We’ve never seen a computer that’s counted a webcam as its most exciting feature, but Acer’s Aspire 5600U breaks the mold thanks to the inclusion of gesture control.
The system used here comes from a third-party developer and, while Sony has previously experimented with basic gesture control, the Acer’s system is far more extensive. Waving an open palm around the screen moves the cursor; pinching two fingers together represents a click; and waving inwards from the right, left and top edges opens up Windows 8’s Charms, previous apps and taskbar menus.
The 5600U is more traditional, using a kickstand to prop up the display
We like the idea, but it’s flawed.
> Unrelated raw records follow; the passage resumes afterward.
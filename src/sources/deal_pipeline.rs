//! CRM deal pipeline source
//!
//! Uses the deal search endpoint with a stage filter. Stage metrics are
//! fetched as the live value of the stage; dated metrics add a close-date
//! range and return one record per closed deal.

use std::time::Duration;

use async_trait::async_trait;
use chrono::{DateTime, NaiveTime, TimeZone, Utc};
use futures::future::join_all;
use rust_decimal::Decimal;
use serde::{Deserialize, Serialize};
use tokio_util::sync::CancellationToken;

use super::{or_cancel, status_error, FetchError, FetchWindow, RecordSource};
use crate::config::PipelineConfig;
use crate::models::{ExternalRecord, MetricDefinition, MetricFamily, Selector};

// ============================================================================
// Wire format
// ============================================================================

#[derive(Debug, Serialize)]
#[serde(rename_all = "camelCase")]
struct SearchRequest {
    filter_groups: Vec<FilterGroup>,
    properties: Vec<&'static str>,
    limit: u32,
    #[serde(skip_serializing_if = "Option::is_none")]
    after: Option<String>,
}

#[derive(Debug, Serialize)]
struct FilterGroup {
    filters: Vec<Filter>,
}

#[derive(Debug, Serialize)]
#[serde(rename_all = "camelCase")]
struct Filter {
    property_name: &'static str,
    operator: &'static str,
    value: String,
    #[serde(skip_serializing_if = "Option::is_none")]
    high_value: Option<String>,
}

#[derive(Debug, Deserialize)]
struct SearchResponse {
    #[serde(default)]
    results: Vec<Deal>,
    #[serde(default)]
    paging: Option<Paging>,
}

#[derive(Debug, Deserialize)]
struct Deal {
    #[serde(default)]
    id: String,
    #[serde(default)]
    properties: DealProperties,
}

#[derive(Debug, Default, Deserialize)]
struct DealProperties {
    #[serde(default)]
    amount: Option<String>,
    #[serde(default)]
    closedate: Option<String>,
}

#[derive(Debug, Deserialize)]
struct Paging {
    next: Option<NextPage>,
}

#[derive(Debug, Deserialize)]
struct NextPage {
    after: String,
}

/// Parse a close date given as RFC 3339 or epoch milliseconds
fn parse_close_date(raw: &str) -> Option<DateTime<Utc>> {
    if let Ok(dt) = DateTime::parse_from_rfc3339(raw) {
        return Some(dt.with_timezone(&Utc));
    }
    raw.parse::<i64>()
        .ok()
        .and_then(|ms| Utc.timestamp_millis_opt(ms).single())
}

fn parse_deal_amount(deal: &Deal) -> Decimal {
    match deal.properties.amount.as_deref().map(str::trim) {
        None | Some("") => Decimal::ZERO,
        Some(raw) => raw.parse().unwrap_or_else(|_| {
            tracing::debug!("Deal {} has unparsable amount {:?}", deal.id, raw);
            Decimal::ZERO
        }),
    }
}

// ============================================================================
// Source
// ============================================================================

/// Deal search source
pub struct DealPipelineSource {
    client: reqwest::Client,
    base_url: String,
    access_token: String,
    page_limit: u32,
    max_pages: u32,
}

impl DealPipelineSource {
    pub fn new(config: &PipelineConfig) -> Result<Self, FetchError> {
        let client = reqwest::Client::builder()
            .timeout(Duration::from_secs(30))
            .build()?;

        Ok(Self {
            client,
            base_url: config.base_url.trim_end_matches('/').to_string(),
            access_token: config.access_token.clone(),
            page_limit: config.page_limit,
            max_pages: config.max_pages,
        })
    }

    fn filters(stage_id: &str, closed_within: Option<&FetchWindow>) -> Vec<Filter> {
        let mut filters = vec![Filter {
            property_name: "dealstage",
            operator: "EQ",
            value: stage_id.to_string(),
            high_value: None,
        }];

        if let Some(window) = closed_within {
            let low = window.start.and_time(NaiveTime::MIN).and_utc();
            let high = window
                .end
                .and_hms_milli_opt(23, 59, 59, 999)
                .map(|t| t.and_utc())
                .unwrap_or(low);
            filters.push(Filter {
                property_name: "closedate",
                operator: "BETWEEN",
                value: low.timestamp_millis().to_string(),
                high_value: Some(high.timestamp_millis().to_string()),
            });
        }

        filters
    }

    /// Run a search to completion, following paging up to `max_pages`
    async fn search(
        &self,
        stage_id: &str,
        closed_within: Option<&FetchWindow>,
        cancel: &CancellationToken,
    ) -> Result<Vec<Deal>, FetchError> {
        let url = format!("{}/crm/v3/objects/deals/search", self.base_url);
        let mut deals = Vec::new();
        let mut after: Option<String> = None;

        for page in 0..self.max_pages {
            let body = SearchRequest {
                filter_groups: vec![FilterGroup {
                    filters: Self::filters(stage_id, closed_within),
                }],
                properties: vec!["amount", "closedate", "dealstage"],
                limit: self.page_limit,
                after: after.take(),
            };

            let request = self
                .client
                .post(&url)
                .bearer_auth(&self.access_token)
                .json(&body)
                .send();
            let response =
                or_cancel(async { request.await.map_err(FetchError::from) }, cancel).await?;

            if !response.status().is_success() {
                return Err(status_error(response).await);
            }

            let page_body = or_cancel(
                async { response.json::<SearchResponse>().await.map_err(FetchError::from) },
                cancel,
            )
            .await?;

            deals.extend(page_body.results);

            match page_body.paging.and_then(|p| p.next) {
                Some(next) => after = Some(next.after),
                None => return Ok(deals),
            }

            if page + 1 == self.max_pages {
                tracing::warn!(
                    "Deal search for stage {} truncated after {} pages",
                    stage_id,
                    self.max_pages
                );
            }
        }

        Ok(deals)
    }

    async fn fetch_metric(
        &self,
        metric: &MetricDefinition,
        window: &FetchWindow,
        cancel: &CancellationToken,
    ) -> Result<Vec<ExternalRecord>, FetchError> {
        let Selector::DealStage { stage_id, dated } = &metric.selector else {
            return Ok(Vec::new());
        };

        if *dated {
            let deals = self.search(stage_id, Some(window), cancel).await?;
            Ok(deals
                .iter()
                .filter_map(|deal| {
                    let closed = deal.properties.closedate.as_deref().and_then(parse_close_date);
                    if closed.is_none() {
                        tracing::debug!("Deal {} has no usable close date", deal.id);
                    }
                    closed.map(|at| {
                        ExternalRecord::new(metric.key.clone(), parse_deal_amount(deal), at)
                    })
                })
                .collect())
        } else {
            let deals = self.search(stage_id, None, cancel).await?;
            Ok(deals
                .iter()
                .map(|deal| {
                    ExternalRecord::new(metric.key.clone(), parse_deal_amount(deal), window.as_of)
                })
                .collect())
        }
    }
}

#[async_trait]
impl RecordSource for DealPipelineSource {
    fn family(&self) -> MetricFamily {
        MetricFamily::Pipeline
    }

    async fn fetch_batch(
        &self,
        metrics: &[&MetricDefinition],
        window: &FetchWindow,
        cancel: &CancellationToken,
    ) -> Result<Vec<ExternalRecord>, FetchError> {
        if self.access_token.is_empty() {
            return Err(FetchError::NotConfigured(
                "pipeline access token is not set".to_string(),
            ));
        }

        let results = join_all(
            metrics
                .iter()
                .map(|metric| self.fetch_metric(metric, window, cancel)),
        )
        .await;

        let mut records = Vec::new();
        for (metric, result) in metrics.iter().zip(results) {
            let fetched = result?;
            tracing::debug!(
                "Fetched {} deal records for {} ({}..{})",
                fetched.len(),
                metric.key,
                window.start,
                window.end
            );
            records.extend(fetched);
        }
        Ok(records)
    }
}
Holding and waving a hand in front of the webcam quickly becomes tiring, and the app’s default settings are far too sensitive. Even when we turned this setting down, it’s not the most consistent of systems, with gestures often taking multiple attempts to register.
At least the 5600U improves elsewhere. The Acer’s see through plastic base is a welcome dose of originality that continues to the mouse and keyboard, and the system itself measures just 18mm from front to back at its thickest point. It’s relatively versatile too, with a kickstand that squats down to a shallow angle – ideal for use while standing up and walking around the house.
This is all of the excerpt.